--- START ---

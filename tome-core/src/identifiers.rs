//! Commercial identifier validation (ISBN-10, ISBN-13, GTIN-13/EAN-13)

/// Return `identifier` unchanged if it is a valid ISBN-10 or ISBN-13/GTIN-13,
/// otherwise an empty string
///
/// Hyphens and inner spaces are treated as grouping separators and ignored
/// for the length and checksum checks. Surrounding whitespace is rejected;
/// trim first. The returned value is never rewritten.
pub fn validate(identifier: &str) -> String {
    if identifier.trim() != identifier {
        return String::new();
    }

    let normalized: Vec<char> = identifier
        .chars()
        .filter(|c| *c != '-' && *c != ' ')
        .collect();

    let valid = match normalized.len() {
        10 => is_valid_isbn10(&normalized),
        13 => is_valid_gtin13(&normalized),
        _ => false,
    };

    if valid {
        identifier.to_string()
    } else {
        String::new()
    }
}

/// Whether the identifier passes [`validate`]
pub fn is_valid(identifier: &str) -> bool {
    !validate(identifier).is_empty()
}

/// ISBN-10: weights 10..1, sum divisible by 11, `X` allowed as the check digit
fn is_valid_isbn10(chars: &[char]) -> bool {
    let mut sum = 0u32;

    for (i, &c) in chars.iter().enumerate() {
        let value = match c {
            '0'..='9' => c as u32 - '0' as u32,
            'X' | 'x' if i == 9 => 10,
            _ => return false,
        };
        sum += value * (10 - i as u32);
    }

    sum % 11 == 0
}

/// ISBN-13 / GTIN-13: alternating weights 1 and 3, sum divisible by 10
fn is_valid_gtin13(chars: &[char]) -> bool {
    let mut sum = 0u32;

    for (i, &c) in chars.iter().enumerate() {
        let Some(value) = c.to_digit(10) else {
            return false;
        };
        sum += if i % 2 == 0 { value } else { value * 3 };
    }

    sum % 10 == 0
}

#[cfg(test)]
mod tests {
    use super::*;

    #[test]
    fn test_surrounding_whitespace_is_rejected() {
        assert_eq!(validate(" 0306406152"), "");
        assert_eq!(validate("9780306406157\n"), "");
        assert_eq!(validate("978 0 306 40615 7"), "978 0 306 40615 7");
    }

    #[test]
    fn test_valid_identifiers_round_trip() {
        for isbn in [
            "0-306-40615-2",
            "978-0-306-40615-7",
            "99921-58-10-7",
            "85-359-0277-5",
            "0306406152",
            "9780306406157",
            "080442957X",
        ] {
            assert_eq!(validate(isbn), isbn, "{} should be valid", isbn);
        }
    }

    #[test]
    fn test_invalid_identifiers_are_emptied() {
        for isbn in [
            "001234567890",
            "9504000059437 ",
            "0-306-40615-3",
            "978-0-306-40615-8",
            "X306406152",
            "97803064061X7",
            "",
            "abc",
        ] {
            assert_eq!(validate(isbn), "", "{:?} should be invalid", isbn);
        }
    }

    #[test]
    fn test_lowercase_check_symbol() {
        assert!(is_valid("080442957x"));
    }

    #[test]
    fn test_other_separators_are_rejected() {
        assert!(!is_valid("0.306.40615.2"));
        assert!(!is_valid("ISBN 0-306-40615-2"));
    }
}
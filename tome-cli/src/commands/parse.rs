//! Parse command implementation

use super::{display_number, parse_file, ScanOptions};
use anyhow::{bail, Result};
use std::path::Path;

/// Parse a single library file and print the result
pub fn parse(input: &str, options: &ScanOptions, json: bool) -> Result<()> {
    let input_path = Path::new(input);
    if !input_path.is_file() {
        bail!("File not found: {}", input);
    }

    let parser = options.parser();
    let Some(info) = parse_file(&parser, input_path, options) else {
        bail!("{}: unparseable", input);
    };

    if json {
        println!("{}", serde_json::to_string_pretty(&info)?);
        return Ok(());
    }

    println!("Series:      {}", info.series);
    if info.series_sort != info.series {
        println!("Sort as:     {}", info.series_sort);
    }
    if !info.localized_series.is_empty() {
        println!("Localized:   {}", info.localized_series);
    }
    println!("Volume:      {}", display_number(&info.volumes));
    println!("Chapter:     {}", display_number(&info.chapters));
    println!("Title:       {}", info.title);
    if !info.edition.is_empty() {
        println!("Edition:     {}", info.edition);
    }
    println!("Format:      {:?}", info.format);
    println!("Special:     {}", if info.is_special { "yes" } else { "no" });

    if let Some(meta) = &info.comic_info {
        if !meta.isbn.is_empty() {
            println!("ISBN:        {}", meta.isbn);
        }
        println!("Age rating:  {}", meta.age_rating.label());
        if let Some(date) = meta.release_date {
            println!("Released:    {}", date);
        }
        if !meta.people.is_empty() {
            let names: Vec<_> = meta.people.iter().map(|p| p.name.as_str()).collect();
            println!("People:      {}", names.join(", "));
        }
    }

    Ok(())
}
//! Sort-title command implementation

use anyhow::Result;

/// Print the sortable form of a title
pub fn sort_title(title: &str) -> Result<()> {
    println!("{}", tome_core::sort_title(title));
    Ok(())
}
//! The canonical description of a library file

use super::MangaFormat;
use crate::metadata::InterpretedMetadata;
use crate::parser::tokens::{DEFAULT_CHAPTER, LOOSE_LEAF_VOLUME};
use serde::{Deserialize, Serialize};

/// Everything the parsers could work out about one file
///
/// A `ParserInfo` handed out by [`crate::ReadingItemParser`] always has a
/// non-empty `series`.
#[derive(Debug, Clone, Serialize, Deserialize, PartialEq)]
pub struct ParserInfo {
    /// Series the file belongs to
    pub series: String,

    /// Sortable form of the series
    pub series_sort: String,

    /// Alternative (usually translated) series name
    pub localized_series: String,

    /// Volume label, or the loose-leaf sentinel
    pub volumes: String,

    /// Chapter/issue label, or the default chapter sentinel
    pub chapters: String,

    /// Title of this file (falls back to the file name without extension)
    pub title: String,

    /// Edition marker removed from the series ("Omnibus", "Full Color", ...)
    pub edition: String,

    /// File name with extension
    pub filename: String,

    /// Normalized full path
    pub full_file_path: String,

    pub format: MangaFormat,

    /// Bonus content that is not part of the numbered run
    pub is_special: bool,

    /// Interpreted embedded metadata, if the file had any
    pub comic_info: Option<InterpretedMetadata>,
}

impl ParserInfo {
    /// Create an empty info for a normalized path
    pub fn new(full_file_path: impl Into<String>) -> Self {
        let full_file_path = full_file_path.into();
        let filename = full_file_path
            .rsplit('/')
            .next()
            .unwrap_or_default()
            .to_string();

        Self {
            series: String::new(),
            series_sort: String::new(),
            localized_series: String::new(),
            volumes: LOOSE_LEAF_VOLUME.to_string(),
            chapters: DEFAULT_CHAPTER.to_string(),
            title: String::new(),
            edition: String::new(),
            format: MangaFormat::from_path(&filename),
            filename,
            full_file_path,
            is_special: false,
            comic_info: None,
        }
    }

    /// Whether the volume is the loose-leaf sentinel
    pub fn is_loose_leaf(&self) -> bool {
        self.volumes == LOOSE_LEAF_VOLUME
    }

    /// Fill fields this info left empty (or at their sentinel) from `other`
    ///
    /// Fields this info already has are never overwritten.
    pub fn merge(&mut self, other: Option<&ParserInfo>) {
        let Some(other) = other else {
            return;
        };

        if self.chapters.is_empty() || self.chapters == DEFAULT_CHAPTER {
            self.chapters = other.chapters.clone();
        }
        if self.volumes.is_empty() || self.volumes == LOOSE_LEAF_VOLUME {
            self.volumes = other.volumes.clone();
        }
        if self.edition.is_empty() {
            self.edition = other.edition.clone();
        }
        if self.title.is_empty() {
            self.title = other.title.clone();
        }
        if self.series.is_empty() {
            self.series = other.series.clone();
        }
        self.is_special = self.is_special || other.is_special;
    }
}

--- END ---

» Problem statement: Examine each line of the records above and tally those with the string "this". State the total alone.

» Solved exercise: 3